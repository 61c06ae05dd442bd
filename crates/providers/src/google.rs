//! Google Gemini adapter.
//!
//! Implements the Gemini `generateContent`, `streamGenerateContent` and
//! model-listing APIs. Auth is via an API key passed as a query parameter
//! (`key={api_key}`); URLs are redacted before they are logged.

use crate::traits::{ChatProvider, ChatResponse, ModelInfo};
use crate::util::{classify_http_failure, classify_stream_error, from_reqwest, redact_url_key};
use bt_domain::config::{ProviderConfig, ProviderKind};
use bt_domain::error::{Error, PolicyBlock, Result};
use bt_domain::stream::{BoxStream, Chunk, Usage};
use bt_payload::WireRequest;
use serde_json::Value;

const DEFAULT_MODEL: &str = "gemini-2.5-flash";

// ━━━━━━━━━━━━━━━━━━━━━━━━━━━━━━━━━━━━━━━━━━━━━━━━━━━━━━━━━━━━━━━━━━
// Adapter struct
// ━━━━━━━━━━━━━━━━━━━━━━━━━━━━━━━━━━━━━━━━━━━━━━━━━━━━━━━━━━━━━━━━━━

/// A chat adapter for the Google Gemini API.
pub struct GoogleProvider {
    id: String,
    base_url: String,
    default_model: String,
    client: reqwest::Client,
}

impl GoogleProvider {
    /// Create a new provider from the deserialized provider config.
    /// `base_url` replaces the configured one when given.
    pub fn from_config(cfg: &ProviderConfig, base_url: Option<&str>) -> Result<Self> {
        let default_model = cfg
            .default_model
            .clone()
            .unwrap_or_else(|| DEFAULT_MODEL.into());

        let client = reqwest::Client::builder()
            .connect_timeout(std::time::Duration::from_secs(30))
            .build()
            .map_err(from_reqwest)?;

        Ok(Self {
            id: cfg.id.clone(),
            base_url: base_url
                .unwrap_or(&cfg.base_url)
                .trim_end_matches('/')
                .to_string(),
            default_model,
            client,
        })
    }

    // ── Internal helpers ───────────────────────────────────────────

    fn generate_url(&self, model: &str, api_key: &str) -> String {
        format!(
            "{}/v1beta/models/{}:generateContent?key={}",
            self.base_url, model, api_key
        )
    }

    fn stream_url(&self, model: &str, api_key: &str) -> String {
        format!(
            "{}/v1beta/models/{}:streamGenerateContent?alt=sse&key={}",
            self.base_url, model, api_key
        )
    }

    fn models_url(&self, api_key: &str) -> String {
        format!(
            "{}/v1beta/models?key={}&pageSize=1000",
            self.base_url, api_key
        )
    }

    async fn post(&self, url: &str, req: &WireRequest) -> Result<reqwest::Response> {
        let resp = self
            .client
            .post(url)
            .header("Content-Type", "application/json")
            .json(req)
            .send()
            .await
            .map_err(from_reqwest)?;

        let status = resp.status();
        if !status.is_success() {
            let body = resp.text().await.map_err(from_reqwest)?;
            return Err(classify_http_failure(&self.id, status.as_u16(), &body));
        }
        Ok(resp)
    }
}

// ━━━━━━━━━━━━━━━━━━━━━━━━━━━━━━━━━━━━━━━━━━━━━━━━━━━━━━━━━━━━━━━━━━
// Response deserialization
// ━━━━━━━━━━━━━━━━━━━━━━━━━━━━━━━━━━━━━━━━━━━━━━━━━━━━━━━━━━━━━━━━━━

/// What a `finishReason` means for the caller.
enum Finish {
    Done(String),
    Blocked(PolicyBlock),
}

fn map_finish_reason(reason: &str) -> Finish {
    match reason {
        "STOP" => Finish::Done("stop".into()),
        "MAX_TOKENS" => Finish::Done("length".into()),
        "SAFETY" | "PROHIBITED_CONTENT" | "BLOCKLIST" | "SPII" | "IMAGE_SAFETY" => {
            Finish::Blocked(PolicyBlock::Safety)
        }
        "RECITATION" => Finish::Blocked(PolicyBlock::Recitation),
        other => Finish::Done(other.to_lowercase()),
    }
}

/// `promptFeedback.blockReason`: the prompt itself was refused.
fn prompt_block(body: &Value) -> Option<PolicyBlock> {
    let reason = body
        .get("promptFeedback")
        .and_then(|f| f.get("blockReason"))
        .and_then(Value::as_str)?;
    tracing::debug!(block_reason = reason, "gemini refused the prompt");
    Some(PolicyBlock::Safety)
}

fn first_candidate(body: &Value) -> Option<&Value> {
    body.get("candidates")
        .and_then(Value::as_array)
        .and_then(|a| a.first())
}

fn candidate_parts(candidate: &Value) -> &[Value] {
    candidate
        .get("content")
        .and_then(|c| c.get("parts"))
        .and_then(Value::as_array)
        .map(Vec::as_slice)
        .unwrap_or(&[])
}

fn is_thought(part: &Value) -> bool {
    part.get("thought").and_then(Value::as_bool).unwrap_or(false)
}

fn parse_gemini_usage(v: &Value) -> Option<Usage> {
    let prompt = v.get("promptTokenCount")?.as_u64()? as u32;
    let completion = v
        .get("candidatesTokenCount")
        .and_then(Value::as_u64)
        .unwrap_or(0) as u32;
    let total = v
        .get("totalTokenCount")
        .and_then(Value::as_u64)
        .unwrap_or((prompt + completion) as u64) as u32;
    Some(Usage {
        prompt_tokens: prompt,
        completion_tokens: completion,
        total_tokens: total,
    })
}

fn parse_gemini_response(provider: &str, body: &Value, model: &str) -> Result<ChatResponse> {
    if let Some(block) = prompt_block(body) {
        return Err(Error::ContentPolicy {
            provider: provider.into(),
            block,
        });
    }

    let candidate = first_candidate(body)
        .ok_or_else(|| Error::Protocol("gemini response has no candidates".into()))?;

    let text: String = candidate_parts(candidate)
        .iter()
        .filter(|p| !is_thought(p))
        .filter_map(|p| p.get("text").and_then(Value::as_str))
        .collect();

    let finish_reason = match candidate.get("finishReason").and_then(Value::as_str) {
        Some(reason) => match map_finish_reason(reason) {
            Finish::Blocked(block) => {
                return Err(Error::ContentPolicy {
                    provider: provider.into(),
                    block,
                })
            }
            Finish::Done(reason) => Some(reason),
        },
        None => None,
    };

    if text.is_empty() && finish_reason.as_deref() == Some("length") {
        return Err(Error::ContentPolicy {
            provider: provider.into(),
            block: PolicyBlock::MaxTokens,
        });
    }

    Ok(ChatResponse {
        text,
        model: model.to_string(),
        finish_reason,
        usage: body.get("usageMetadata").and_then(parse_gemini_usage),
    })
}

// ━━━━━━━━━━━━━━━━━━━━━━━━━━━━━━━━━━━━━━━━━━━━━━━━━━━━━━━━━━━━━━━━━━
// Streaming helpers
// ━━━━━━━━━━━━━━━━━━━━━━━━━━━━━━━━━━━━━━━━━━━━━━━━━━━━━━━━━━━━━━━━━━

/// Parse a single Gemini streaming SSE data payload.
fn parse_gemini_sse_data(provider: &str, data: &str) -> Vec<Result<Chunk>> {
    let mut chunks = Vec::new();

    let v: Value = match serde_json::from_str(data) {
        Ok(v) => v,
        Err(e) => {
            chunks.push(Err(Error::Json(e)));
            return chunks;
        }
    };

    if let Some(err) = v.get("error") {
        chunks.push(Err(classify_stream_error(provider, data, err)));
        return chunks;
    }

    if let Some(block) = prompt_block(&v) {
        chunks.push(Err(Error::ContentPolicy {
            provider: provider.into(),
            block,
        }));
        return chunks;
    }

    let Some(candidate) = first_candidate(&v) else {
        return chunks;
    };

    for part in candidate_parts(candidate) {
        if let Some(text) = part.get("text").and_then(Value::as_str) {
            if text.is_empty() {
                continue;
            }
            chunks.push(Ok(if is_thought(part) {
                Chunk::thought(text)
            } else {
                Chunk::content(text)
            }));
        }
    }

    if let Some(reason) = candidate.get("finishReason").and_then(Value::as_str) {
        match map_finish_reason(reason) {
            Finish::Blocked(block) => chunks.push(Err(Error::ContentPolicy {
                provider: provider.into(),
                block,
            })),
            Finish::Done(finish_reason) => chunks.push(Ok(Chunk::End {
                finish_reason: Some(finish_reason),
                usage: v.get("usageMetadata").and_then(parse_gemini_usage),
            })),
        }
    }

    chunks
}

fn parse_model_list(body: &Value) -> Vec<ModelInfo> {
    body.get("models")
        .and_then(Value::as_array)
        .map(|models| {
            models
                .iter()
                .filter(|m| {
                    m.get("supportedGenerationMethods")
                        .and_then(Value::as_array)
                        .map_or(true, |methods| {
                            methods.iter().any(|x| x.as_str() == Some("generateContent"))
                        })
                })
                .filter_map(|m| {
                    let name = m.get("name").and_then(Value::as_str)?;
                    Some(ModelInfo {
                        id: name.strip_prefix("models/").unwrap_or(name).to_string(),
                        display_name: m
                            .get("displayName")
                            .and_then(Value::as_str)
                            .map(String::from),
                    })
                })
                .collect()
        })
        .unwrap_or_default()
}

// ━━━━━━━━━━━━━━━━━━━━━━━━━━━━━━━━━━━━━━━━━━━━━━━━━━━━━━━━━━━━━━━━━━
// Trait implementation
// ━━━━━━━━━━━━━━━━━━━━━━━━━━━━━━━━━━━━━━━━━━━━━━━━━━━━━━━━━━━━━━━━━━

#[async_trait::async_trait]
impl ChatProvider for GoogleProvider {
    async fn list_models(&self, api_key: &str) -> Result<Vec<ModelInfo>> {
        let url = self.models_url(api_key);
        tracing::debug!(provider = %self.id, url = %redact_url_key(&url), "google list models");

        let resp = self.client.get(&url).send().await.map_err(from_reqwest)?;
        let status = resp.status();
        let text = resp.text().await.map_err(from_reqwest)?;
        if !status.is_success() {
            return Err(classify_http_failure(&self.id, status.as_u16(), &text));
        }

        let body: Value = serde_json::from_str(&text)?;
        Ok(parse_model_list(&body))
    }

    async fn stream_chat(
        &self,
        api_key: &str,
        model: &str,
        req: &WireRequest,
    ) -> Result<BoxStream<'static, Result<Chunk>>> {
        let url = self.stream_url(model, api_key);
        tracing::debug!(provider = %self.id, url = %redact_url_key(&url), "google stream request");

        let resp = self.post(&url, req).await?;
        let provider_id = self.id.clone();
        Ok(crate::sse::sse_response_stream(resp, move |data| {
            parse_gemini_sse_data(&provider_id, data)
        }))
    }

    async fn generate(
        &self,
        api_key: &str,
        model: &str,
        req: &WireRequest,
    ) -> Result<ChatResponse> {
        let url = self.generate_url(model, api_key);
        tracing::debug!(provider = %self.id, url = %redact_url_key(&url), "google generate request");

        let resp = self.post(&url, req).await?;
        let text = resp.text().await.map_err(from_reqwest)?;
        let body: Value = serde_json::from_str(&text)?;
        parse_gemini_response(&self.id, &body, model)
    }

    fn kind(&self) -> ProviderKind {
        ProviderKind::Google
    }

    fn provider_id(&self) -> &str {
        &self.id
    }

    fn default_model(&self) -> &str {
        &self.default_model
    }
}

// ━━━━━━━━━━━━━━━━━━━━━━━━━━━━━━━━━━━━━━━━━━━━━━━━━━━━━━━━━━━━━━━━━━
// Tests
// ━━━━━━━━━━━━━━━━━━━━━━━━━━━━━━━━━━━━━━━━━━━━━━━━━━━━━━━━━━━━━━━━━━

··········

### Instructions to follow
The line containing "pub struct GoogleProvider" marks the end: copy exactly every line from the top of the data above down to it, that line included.

### Solved problem
repository 61c06ae05dd442bd
filename crates/providers/src/google.rs
//! Google Gemini adapter.
//!
//! Implements the Gemini `generateContent`, `streamGenerateContent` and
//! model-listing APIs. Auth is via an API key passed as a query parameter
//! (`key={api_key}`); URLs are redacted before they are logged.

use crate::traits::{ChatProvider, ChatResponse, ModelInfo};
use crate::util::{classify_http_failure, classify_stream_error, from_reqwest, redact_url_key};
use bt_domain::config::{ProviderConfig, ProviderKind};
use bt_domain::error::{Error, PolicyBlock, Result};
use bt_domain::stream::{BoxStream, Chunk, Usage};
use bt_payload::WireRequest;
use serde_json::Value;

const DEFAULT_MODEL: &str = "gemini-2.5-flash";

// ━━━━━━━━━━━━━━━━━━━━━━━━━━━━━━━━━━━━━━━━━━━━━━━━━━━━━━━━━━━━━━━━━━
// Adapter struct
// ━━━━━━━━━━━━━━━━━━━━━━━━━━━━━━━━━━━━━━━━━━━━━━━━━━━━━━━━━━━━━━━━━━

/// A chat adapter for the Google Gemini API.
pub struct GoogleProvider {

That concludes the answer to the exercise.